Yet despite widespread awareness of the challenges, significant gaps persist. To safeguard their organisations, executives should treat cybersecurity as a standing item on the business agenda, embedding it into every strategic decision and demanding C-suite collaboration.
PwC’s 2025 Global Digital Trust Insights survey of 4,042 business and tech executives from across 77 countries revealed significant gaps companies must bridge before achieving cyber resilience.
All of this points to the need for better C-suite collaboration and strategic investment to strengthen cyber resilience. By addressing these gaps and making cybersecurity a business priority, leaders can bridge to a more secure future. CISOs can help drive this outcome by sharing tech-enabled insights and by explaining cyber priorities in business terms (cost, opportunity, risk).
While the cybersecurity landscape continues to evolve, organisations are struggling with increasingly volatile and unpredictable threats. An expanding attack surface — spurred by growing reliance on cloud, AI, connected devices and third parties — demands an agile, enterprise-wide approach to resilience. Aligning organisational priorities and readiness is essential for maintaining security and business continuity.

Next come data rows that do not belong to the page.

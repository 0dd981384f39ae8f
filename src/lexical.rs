// Keyword/phrase scoring classifier.
//
// Each category owns a keyword list and a phrase list. A keyword found as a
// substring of the lowercased text adds its weight, a phrase adds
// `PHRASE_WEIGHT`. The best-scoring category wins; ties go to the category
// declared first, and a text that matches nothing gets the default category.
use crate::classifier::{ClassificationResult, Classifier};
use crate::types::Category;
use once_cell::sync::Lazy;

pub const STRONG_WEIGHT: u32 = 3;
pub const CATEGORY_NAME_WEIGHT: u32 = 2;
pub const BASE_WEIGHT: u32 = 1;
pub const PHRASE_WEIGHT: u32 = 5;

/// Category returned when no keyword or phrase matches.
pub const DEFAULT_CATEGORY: Category = Category::Security;

const STRONG_TERMS: &[&str] = &[
    "médico",
    "hospital",
    "escuela",
    "profesor",
    "delincuencia",
    "policía",
    "basura",
    "contaminación",
];

const CATEGORY_NAME_TERMS: &[&str] = &["salud", "educación", "seguridad", "medio ambiente"];

const KEYWORDS: [(Category, &[&str]); 4] = [
    (
        Category::Health,
        &[
            "médico",
            "hospital",
            "salud",
            "enfermo",
            "medicina",
            "clínica",
            "doctor",
            "paciente",
            "ambulancia",
            "emergencia médica",
            "farmacia",
            "medicamento",
        ],
    ),
    (
        Category::Education,
        &[
            "escuela",
            "profesor",
            "estudiante",
            "educación",
            "colegio",
            "universidad",
            "maestro",
            "aprender",
            "aula",
            "clase",
            "estudio",
            "académico",
        ],
    ),
    (
        Category::Security,
        &[
            "delincuencia",
            "robo",
            "policía",
            "seguridad",
            "crimen",
            "violencia",
            "peligroso",
            "inseguro",
            "asalto",
            "hurto",
            "patrullaje",
            "vigilancia",
        ],
    ),
    (
        Category::Environment,
        &[
            "basura",
            "contaminación",
            "río",
            "aire",
            "limpio",
            "reciclaje",
            "verde",
            "ecológico",
            "residuos",
            "desechos",
            "polución",
            "sostenible",
        ],
    ),
];

const PHRASES: [(Category, &[&str]); 4] = [
    (
        Category::Health,
        &[
            "falta de médicos",
            "centro de salud",
            "atención médica",
            "servicio de salud",
        ],
    ),
    (
        Category::Education,
        &[
            "falta de profesores",
            "centro educativo",
            "infraestructura educativa",
            "servicio educativo",
        ],
    ),
    (
        Category::Security,
        &[
            "falta de seguridad",
            "patrullaje",
            "vigilancia",
            "servicio de seguridad",
        ],
    ),
    (
        Category::Environment,
        &[
            "recolección de basura",
            "limpieza",
            "gestión de residuos",
            "servicio ambiental",
        ],
    ),
];

/// Weighted terms for one category, with keyword weights resolved up front.
#[derive(Debug)]
struct CategoryTerms {
    category: Category,
    keywords: Vec<(&'static str, u32)>,
    phrases: Vec<&'static str>,
}

static TABLE: Lazy<Vec<CategoryTerms>> = Lazy::new(|| {
    KEYWORDS
        .iter()
        .zip(PHRASES.iter())
        .map(|((category, words), (_, phrases))| CategoryTerms {
            category: *category,
            keywords: words.iter().map(|w| (*w, keyword_weight(w))).collect(),
            phrases: phrases.to_vec(),
        })
        .collect()
});

fn keyword_weight(word: &str) -> u32 {
    if STRONG_TERMS.contains(&word) {
        STRONG_WEIGHT
    } else if CATEGORY_NAME_TERMS.contains(&word) {
        CATEGORY_NAME_WEIGHT
    } else {
        BASE_WEIGHT
    }
}

/// Strong keywords of a category (weight 3 terms present in its list).
#[cfg(test)]
pub fn strong_keywords(category: Category) -> Vec<&'static str> {
    TABLE
        .iter()
        .filter(|t| t.category == category)
        .flat_map(|t| t.keywords.iter())
        .filter(|(_, w)| *w == STRONG_WEIGHT)
        .map(|(k, _)| *k)
        .collect()
}

#[derive(Debug, Clone)]
pub struct LexicalClassifier {
    default_category: Category,
}

impl Default for LexicalClassifier {
    fn default() -> Self {
        Self {
            default_category: DEFAULT_CATEGORY,
        }
    }
}

impl LexicalClassifier {
    pub fn new() -> Self {
        Self::default()
    }

    /// Override the category returned for texts that match nothing.
    pub fn with_default(mut self, category: Category) -> Self {
        self.default_category = category;
        self
    }

    /// Score of every category, indexed by `Category::index`.
    pub fn scores(&self, text: &str) -> [u32; 4] {
        let lower = text.to_lowercase();
        let mut scores = [0u32; 4];
        for terms in TABLE.iter() {
            let slot = &mut scores[terms.category.index()];
            for (word, weight) in &terms.keywords {
                if lower.contains(word) {
                    *slot += weight;
                }
            }
            for phrase in &terms.phrases {
                if lower.contains(phrase) {
                    *slot += PHRASE_WEIGHT;
                }
            }
        }
        scores
    }

    /// Winning category and its share of the total score (0 when nothing
    /// matched and the default was used).
    pub fn classify_scored(&self, text: &str) -> (Category, f64) {
        let scores = self.scores(text);
        let total: u32 = scores.iter().sum();
        if total == 0 {
            return (self.default_category, 0.0);
        }
        // Strict `>` keeps the first category on ties.
        let mut best = Category::ALL[0];
        for c in Category::ALL.iter().skip(1) {
            if scores[c.index()] > scores[best.index()] {
                best = *c;
            }
        }
        (best, scores[best.index()] as f64 / total as f64)
    }
}

impl Classifier for LexicalClassifier {
    fn name(&self) -> &str {
        "Lexical (Gemini simulado)"
    }

    fn classify(&self, text: &str) -> Category {
        self.classify_scored(text).0
    }

    fn classify_detailed(&self, text: &str) -> ClassificationResult {
        let (category, confidence) = self.classify_scored(text);
        ClassificationResult {
            category,
            classifier: self.name().to_string(),
            score: Some(confidence),
        }
    }
}

#[cfg(test)]
mod tests {
    use super::*;

    #[test]
    fn strong_keywords_classify_as_their_category() {
        let clf = LexicalClassifier::new();
        for c in Category::ALL {
            let strong = strong_keywords(c);
            assert_eq!(strong.len(), 2, "{c} should have two strong terms");
            for k in strong {
                assert_eq!(clf.classify(k), c, "keyword {k}");
            }
        }
    }

    #[test]
    fn empty_text_defaults_to_security() {
        let clf = LexicalClassifier::new();
        assert_eq!(clf.classify(""), Category::Security);
        assert_eq!(clf.classify("nada que ver aquí"), Category::Security);
        assert_eq!(clf.classify_scored("").1, 0.0);
    }

    #[test]
    fn default_is_configurable() {
        let clf = LexicalClassifier::new().with_default(Category::Health);
        assert_eq!(clf.classify(""), Category::Health);
    }

    #[test]
    fn doctors_in_hospital_is_health() {
        let clf = LexicalClassifier::new();
        let text = "necesitamos más médicos en el hospital";
        assert_eq!(clf.scores(text)[Category::Health.index()], 6);
        assert_eq!(clf.classify(text), Category::Health);
    }

    #[test]
    fn weights_follow_term_kind() {
        let clf = LexicalClassifier::new();
        // Category-name term.
        assert_eq!(clf.scores("SALUD")[Category::Health.index()], 2);
        // Plain keyword.
        assert_eq!(clf.scores("un enfermo")[Category::Health.index()], 1);
        // "patrullaje" is both a keyword (1) and a phrase (5).
        assert_eq!(clf.scores("patrullaje")[Category::Security.index()], 6);
        // Phrase plus the category-name term it contains.
        assert_eq!(
            clf.scores("el centro de salud")[Category::Health.index()],
            CATEGORY_NAME_WEIGHT + PHRASE_WEIGHT
        );
    }

    #[test]
    fn ties_go_to_first_declared_category() {
        let clf = LexicalClassifier::new();
        // hospital (3) vs escuela (3): Health is declared before Education.
        assert_eq!(clf.classify("hospital y escuela"), Category::Health);
        // escuela (3) vs basura (3): Education before Environment.
        assert_eq!(clf.classify("basura en la escuela"), Category::Education);
        // policía (3) vs basura (3): Security before Environment.
        assert_eq!(clf.classify("basura y policía"), Category::Security);
    }

    #[test]
    fn confidence_is_share_of_total() {
        let clf = LexicalClassifier::new();
        let (c, conf) = clf.classify_scored("hospital y escuela");
        assert_eq!(c, Category::Health);
        assert!((conf - 0.5).abs() < 1e-12);
    }
}
use crate::loader::has_comment;
use crate::types::{AgeByCategoryRow, Category, DistributionRow, Report, SummaryStats, Urgency, ZoneAccessRow};
use crate::util::{average, format_int, format_number, median, percentage};
use std::collections::{HashMap, HashSet};

/// Count rows per value, sorted by count descending then value ascending.
fn distribution<'a, I>(values: I) -> Vec<DistributionRow>
where
    I: IntoIterator<Item = &'a str>,
{
    let mut counts: HashMap<&str, usize> = HashMap::new();
    let mut total = 0usize;
    for v in values {
        *counts.entry(v).or_insert(0) += 1;
        total += 1;
    }
    let mut sorted: Vec<(&str, usize)> = counts.into_iter().collect();
    sorted.sort_by(|a, b| b.1.cmp(&a.1).then_with(|| a.0.cmp(b.0)));
    sorted
        .into_iter()
        .map(|(value, count)| DistributionRow {
            value: value.to_string(),
            count: format_int(count),
            share: format_number(percentage(count, total), 2),
        })
        .collect()
}

pub fn category_distribution(data: &[Report]) -> Vec<DistributionRow> {
    distribution(data.iter().map(|r| r.category.label()))
}

pub fn urgency_distribution(data: &[Report]) -> Vec<DistributionRow> {
    distribution(data.iter().map(|r| r.urgency.label()))
}

pub fn city_distribution(data: &[Report]) -> Vec<DistributionRow> {
    distribution(data.iter().map(|r| r.city.as_str()))
}

pub fn gender_distribution(data: &[Report]) -> Vec<DistributionRow> {
    distribution(data.iter().map(|r| r.gender.as_str()))
}

/// Share of `flag` per zone (`No` = urban, `Si` = rural).
fn by_zone(data: &[Report], flag: fn(&Report) -> bool) -> Vec<ZoneAccessRow> {
    [false, true]
        .iter()
        .filter_map(|&rural| {
            let zone: Vec<&Report> = data.iter().filter(|r| r.rural_zone == rural).collect();
            if zone.is_empty() {
                return None;
            }
            let yes = zone.iter().filter(|r| flag(r)).count();
            Some(ZoneAccessRow {
                zone: if rural { "Si" } else { "No" }.to_string(),
                no_pct: format_number(percentage(zone.len() - yes, zone.len()), 2),
                yes_pct: format_number(percentage(yes, zone.len()), 2),
                total: format_int(zone.len()),
            })
        })
        .collect()
}

pub fn internet_by_zone(data: &[Report]) -> Vec<ZoneAccessRow> {
    by_zone(data, |r| r.internet_access)
}

pub fn attention_by_zone(data: &[Report]) -> Vec<ZoneAccessRow> {
    by_zone(data, |r| r.prior_attention)
}

pub fn mean_age_by_category(data: &[Report]) -> Vec<AgeByCategoryRow> {
    Category::ALL
        .iter()
        .filter_map(|&c| {
            let ages: Vec<f64> = data.iter().filter(|r| r.category == c).map(|r| r.age).collect();
            if ages.is_empty() {
                return None;
            }
            Some(AgeByCategoryRow {
                category: c.label().to_string(),
                mean_age: format_number(average(&ages), 2),
            })
        })
        .collect()
}

pub fn generate_summary(data: &[Report]) -> SummaryStats {
    let categories: HashSet<Category> = data.iter().map(|r| r.category).collect();
    let cities: HashSet<&str> = data.iter().map(|r| r.city.as_str()).collect();
    SummaryStats {
        total_reports: data.len(),
        total_categories: categories.len(),
        total_cities: cities.len(),
        urgent_reports: data.iter().filter(|r| r.urgency == Urgency::Urgent).count(),
        missing_comments: data.iter().filter(|r| !has_comment(r)).count(),
        median_age: median(data.iter().map(|r| r.age).collect()),
    }
}
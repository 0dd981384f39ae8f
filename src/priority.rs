// Priority scoring for a complaint.
//
// Scores are kept in integer hundredths so that tier boundaries compare
// exactly (0.5 + 0.1 must land on the 0.6 threshold, not just below it).
use crate::error::Result;
use crate::types::{Category, Urgency};
use serde::Serialize;
use std::collections::HashSet;
use std::fmt;

pub const BASE_POINTS: u32 = 50;
pub const URGENT_POINTS: u32 = 30;
pub const NOT_URGENT_POINTS: u32 = 10;
pub const PRIORITY_CITY_POINTS: u32 = 20;

pub const PRIORITY_CITIES: &[&str] = &["Bogotá", "Manizales", "Medellín"];

#[derive(Debug, Clone, Copy, PartialEq, Eq, Hash, Serialize)]
pub enum PriorityTier {
    #[serde(rename = "critica")]
    Critical,
    #[serde(rename = "alta")]
    High,
    #[serde(rename = "media")]
    Medium,
    #[serde(rename = "baja")]
    Low,
}

/// `(minimum points, tier)` in descending threshold order. The last entry
/// has a zero floor, so every score resolves to a tier.
pub const TIER_TABLE: &[(u32, PriorityTier)] = &[
    (80, PriorityTier::Critical),
    (60, PriorityTier::High),
    (40, PriorityTier::Medium),
    (0, PriorityTier::Low),
];

impl PriorityTier {
    pub fn label(self) -> &'static str {
        match self {
            PriorityTier::Critical => "critica",
            PriorityTier::High => "alta",
            PriorityTier::Medium => "media",
            PriorityTier::Low => "baja",
        }
    }

    /// Response-time commitment.
    pub fn sla(self) -> &'static str {
        match self {
            PriorityTier::Critical => "24 horas",
            PriorityTier::High => "48 horas",
            PriorityTier::Medium => "1 semana",
            PriorityTier::Low => "2 semanas",
        }
    }

    pub fn color(self) -> &'static str {
        match self {
            PriorityTier::Critical => "#FF0000",
            PriorityTier::High => "#FF8C00",
            PriorityTier::Medium => "#FFD700",
            PriorityTier::Low => "#32CD32",
        }
    }

    pub fn threshold(self) -> f64 {
        TIER_TABLE
            .iter()
            .find(|(_, t)| *t == self)
            .map(|(p, _)| *p as f64 / 100.0)
            .unwrap_or(0.0)
    }

    /// Critical and high tiers act on the immediate solution list.
    pub fn is_pressing(self) -> bool {
        matches!(self, PriorityTier::Critical | PriorityTier::High)
    }

    pub fn from_points(points: u32) -> PriorityTier {
        TIER_TABLE
            .iter()
            .find(|(min, _)| points >= *min)
            .map(|(_, t)| *t)
            .unwrap_or(PriorityTier::Low)
    }
}

impl fmt::Display for PriorityTier {
    fn fmt(&self, f: &mut fmt::Formatter<'_>) -> fmt::Result {
        f.write_str(self.label())
    }
}

#[derive(Debug, Clone, PartialEq, Serialize)]
pub struct Priority {
    pub tier: PriorityTier,
    pub score: f64,
    pub sla: &'static str,
    pub color: &'static str,
}

#[derive(Debug, Clone)]
pub struct PriorityScorer {
    priority_cities: HashSet<String>,
}

impl Default for PriorityScorer {
    fn default() -> Self {
        Self::with_cities(PRIORITY_CITIES.iter().copied())
    }
}

impl PriorityScorer {
    pub fn with_cities<I, S>(cities: I) -> Self
    where
        I: IntoIterator<Item = S>,
        S: Into<String>,
    {
        Self {
            priority_cities: cities.into_iter().map(Into::into).collect(),
        }
    }

    pub fn is_priority_city(&self, city: &str) -> bool {
        self.priority_cities.contains(city.trim())
    }

    /// Score a complaint. The category is part of the contract but carries no
    /// weight of its own.
    pub fn score(&self, _category: Category, urgency: Urgency, city: &str) -> Priority {
        let mut points = BASE_POINTS;
        points += match urgency {
            Urgency::Urgent => URGENT_POINTS,
            Urgency::NotUrgent => NOT_URGENT_POINTS,
        };
        if self.is_priority_city(city) {
            points += PRIORITY_CITY_POINTS;
        }
        let tier = PriorityTier::from_points(points);
        Priority {
            tier,
            score: points as f64 / 100.0,
            sla: tier.sla(),
            color: tier.color(),
        }
    }

    /// Same as [`PriorityScorer::score`] for labels as they appear in the
    /// CSV; unknown labels are errors.
    pub fn score_labels(&self, category: &str, urgency: &str, city: &str) -> Result<Priority> {
        Ok(self.score(category.parse()?, urgency.parse()?, city))
    }
}

#[cfg(test)]
mod tests {
    use super::*;
    use crate::error::TriageError;

    #[test]
    fn urgent_in_priority_city_is_critical() {
        let s = PriorityScorer::default();
        for c in Category::ALL {
            let p = s.score(c, Urgency::Urgent, "Bogotá");
            assert_eq!(p.score, 1.0);
            assert_eq!(p.tier, PriorityTier::Critical);
            assert_eq!(p.sla, "24 horas");
            assert_eq!(p.color, "#FF0000");
        }
    }

    #[test]
    fn high_threshold_is_inclusive() {
        let s = PriorityScorer::default();
        let p = s.score(Category::Health, Urgency::NotUrgent, "some-other-city");
        assert_eq!(p.score, 0.6);
        assert_eq!(p.tier, PriorityTier::High);
        assert_eq!(p.sla, "48 horas");
    }

    #[test]
    fn every_combination_lands_in_range_and_one_tier() {
        let s = PriorityScorer::default();
        for c in Category::ALL {
            for u in [Urgency::Urgent, Urgency::NotUrgent] {
                for city in ["Bogotá", "Medellín", "Cali", ""] {
                    let p = s.score(c, u, city);
                    assert!((0.5..=1.0).contains(&p.score));
                    let matching = TIER_TABLE
                        .iter()
                        .filter(|(min, _)| (p.score * 100.0).round() as u32 >= *min)
                        .count();
                    assert!(matching >= 1);
                    assert_eq!(PriorityTier::from_points((p.score * 100.0).round() as u32), p.tier);
                }
            }
        }
    }

    #[test]
    fn urgent_elsewhere_and_calm_priority_city() {
        let s = PriorityScorer::default();
        assert_eq!(s.score(Category::Security, Urgency::Urgent, "Cali").tier, PriorityTier::Critical);
        assert_eq!(
            s.score(Category::Security, Urgency::NotUrgent, "Medellín").tier,
            PriorityTier::Critical
        );
    }

    #[test]
    fn tier_table_is_descending_with_zero_floor() {
        assert!(TIER_TABLE.windows(2).all(|w| w[0].0 > w[1].0));
        assert_eq!(TIER_TABLE.last().map(|(p, _)| *p), Some(0));
        assert_eq!(PriorityTier::from_points(39), PriorityTier::Low);
        assert_eq!(PriorityTier::from_points(40), PriorityTier::Medium);
        assert_eq!(PriorityTier::Medium.threshold(), 0.4);
    }

    #[test]
    fn custom_city_set() {
        let s = PriorityScorer::with_cities(["Pasto"]);
        assert!(s.is_priority_city(" Pasto "));
        assert!(!s.is_priority_city("Bogotá"));
    }

    #[test]
    fn labels_are_validated() {
        let s = PriorityScorer::default();
        assert_eq!(
            s.score_labels("Salud", "Urgente", "Manizales").unwrap().tier,
            PriorityTier::Critical
        );
        assert!(matches!(
            s.score_labels("Transporte", "Urgente", "Cali"),
            Err(TriageError::UnknownCategory(_))
        ));
        assert!(matches!(
            s.score_labels("Salud", "pronto", "Cali"),
            Err(TriageError::UnknownUrgency(_))
        ));
    }
}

What worries organisations most is what they’re least prepared for. The top four cyber threats found most concerning — cloud-related threats, hack-and-leak operations, third-party breach and attacks on connected products — are the same ones security leaders feel least prepared to address. This gap highlights the urgent need for better investments and stronger response capabilities.
“Don’t stop short on your journey for cybersecurity and resilience. Criminals and nation-state actors are becoming expert at finding unprotected seams: weak identity and access controls, unpatched devices and security misconfigurations.”
Underscore to the rest of the C-suite the threats that jeopardise the business most, especially if investment efforts need to be shifted.
Based on conversations with the risk executives, gauge how certain threats can damage information and infrastructure security at large and which threats pose the biggest challenge to resilience.
Gain deeper insight from the CISO and CRO on the most critical cyber management and investment priorities.
Meet regularly with the CRO and CISO to understand the threat vectors they’re most concerned about. Make sure you’re receiving regular reporting on current threat mitigation efforts.
Understand the top cyber risks to the organisation and ask the tough questions of management. How are risks being mitigated? Do we have adequate plans and funding in place to proactively address risks and respond should an event occur?
While the rapid advancement of generative AI (GenAI) is ushering in new opportunities across industries, it also presents cybersecurity risks. As organisations adopt GenAI and other emerging technologies, the C-suite should navigate more complex and unpredictable attack vectors, integration challenges and the dual-edged nature of GenAI in both cyber defence and offence.
“Cybersecurity is predominantly a data science problem. It’s becoming imperative for cyber defenders to leverage the power of generative AI and machine learning to get closer to the data to drive timely and actionable insights that matter the most.”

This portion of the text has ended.